DIRECTIONS FOR THIS TASK:
Type the entries again, word for word.

Stored data:
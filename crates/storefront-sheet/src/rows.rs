//! Positional mapping from worksheet rows to [`storefront_core::Product`]s.
//!
//! Columns A–F are Model, Brand, Category, Price, Color, Capacity; row 0 is
//! the header. Malformed rows are defaulted or skipped, never reported.

use storefront_core::{Product, Storage};

use crate::cell::Cell;

/// Rows with fewer cells than this produce no record.
pub const MIN_ROW_CELLS: usize = 6;

const COL_MODEL: usize = 0;
const COL_BRAND: usize = 1;
const COL_CATEGORY: usize = 2;
const COL_PRICE: usize = 3;
const COL_COLOR: usize = 4;
const COL_CAPACITY: usize = 5;

#[derive(Debug, Clone)]
pub struct ImportOptions {
    /// Brand used when the brand cell is blank.
    pub default_brand: String,
}

impl Default for ImportOptions {
    fn default() -> Self {
        Self {
            default_brand: "Apple".to_string(),
        }
    }
}

/// Maps header-prefixed rows to products.
///
/// Each product's id is the row's position in `rows` (the first data row is
/// 1), so skipped rows leave gaps in the id sequence.
#[must_use]
pub fn products_from_rows(rows: &[Vec<Cell>], opts: &ImportOptions) -> Vec<Product> {
    let products: Vec<Product> = rows
        .iter()
        .enumerate()
        .skip(1)
        .filter_map(|(position, row)| product_from_row(position, row, opts))
        .collect();

    tracing::debug!(
        rows = rows.len().saturating_sub(1),
        imported = products.len(),
        "normalized worksheet rows"
    );
    products
}

fn product_from_row(position: usize, row: &[Cell], opts: &ImportOptions) -> Option<Product> {
    if row.len() < MIN_ROW_CELLS {
        return None;
    }
    let id = u32::try_from(position).ok()?;

    let model = row[COL_MODEL].text_or_empty();
    let category = row[COL_CATEGORY].text_or_empty();
    if model.is_empty() || category.is_empty() {
        return None;
    }

    let brand = row[COL_BRAND]
        .as_text()
        .unwrap_or_else(|| opts.default_brand.clone());

    // Unparsable, non-finite and negative prices all read as 0.
    let price = row[COL_PRICE]
        .as_number()
        .filter(|p| p.is_finite() && *p >= 0.0)
        .unwrap_or(0.0);

    let storage = row[COL_CAPACITY]
        .as_text()
        .map_or(Storage::NotApplicable, |raw| Storage::parse_label(&raw));

    Some(Product {
        id,
        brand,
        category,
        model,
        price,
        color: row[COL_COLOR].text_or_empty(),
        storage,
    })
}

#[cfg(test)]
#[path = "rows_test.rs"]
mod tests;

SOLUTION TO THE EXERCISE:
filename crates/storefront-sheet/src/rows.rs
//! Positional mapping from worksheet rows to [`storefront_core::Product`]s.
//!
//! Columns A–F are Model, Brand, Category, Price, Color, Capacity; row 0 is
//! the header. Malformed rows are defaulted or skipped, never reported.

use storefront_core::{Product, Storage};

use crate::cell::Cell;

/// Rows with fewer cells than this produce no record.
pub const MIN_ROW_CELLS: usize = 6;

const COL_MODEL: usize = 0;
const COL_BRAND: usize = 1;
const COL_CATEGORY: usize = 2;
const COL_PRICE: usize = 3;
const COL_COLOR: usize = 4;
const COL_CAPACITY: usize = 5;

#[derive(Debug, Clone)]
pub struct ImportOptions {
    /// Brand used when the brand cell is blank.
    pub default_brand: String,
}

impl Default for ImportOptions {
    fn default() -> Self {
        Self {
            default_brand: "Apple".to_string(),
        }
    }
}

/// Maps header-prefixed rows to products.
///
/// Each product's id is the row's position in `rows` (the first data row is
/// 1), so skipped rows leave gaps in the id sequence.
#[must_use]
pub fn products_from_rows(rows: &[Vec<Cell>], opts: &ImportOptions) -> Vec<Product> {
    let products: Vec<Product> = rows
        .iter()
        .enumerate()
        .skip(1)
        .filter_map(|(position, row)| product_from_row(position, row, opts))
        .collect();

    tracing::debug!(
        rows = rows.len().saturating_sub(1),
        imported = products.len(),
        "normalized worksheet rows"
    );
    products
}

fn product_from_row(position: usize, row: &[Cell], opts: &ImportOptions) -> Option<Product> {
    if row.len() < MIN_ROW_CELLS {
        return None;
    }
    let id = u32::try_from(position).ok()?;

    let model = row[COL_MODEL].text_or_empty();
    let category = row[COL_CATEGORY].text_or_empty();
    if model.is_empty() || category.is_empty() {
        return None;
    }

    let brand = row[COL_BRAND]
        .as_text()
        .unwrap_or_else(|| opts.default_brand.clone());

    // Unparsable, non-finite and negative prices all read as 0.
    let price = row[COL_PRICE]
        .as_number()
        .filter(|p| p.is_finite() && *p >= 0.0)
        .unwrap_or(0.0);

    let storage = row[COL_CAPACITY]
        .as_text()
        .map_or(Storage::NotApplicable, |raw| Storage::parse_label(&raw));

    Some(Product {
        id,
        brand,
        category,
        model,
        price,
        color: row[COL_COLOR].text_or_empty(),
        storage,
    })
}

#[cfg(test)]
#[path = "rows_test.rs"]
mod tests;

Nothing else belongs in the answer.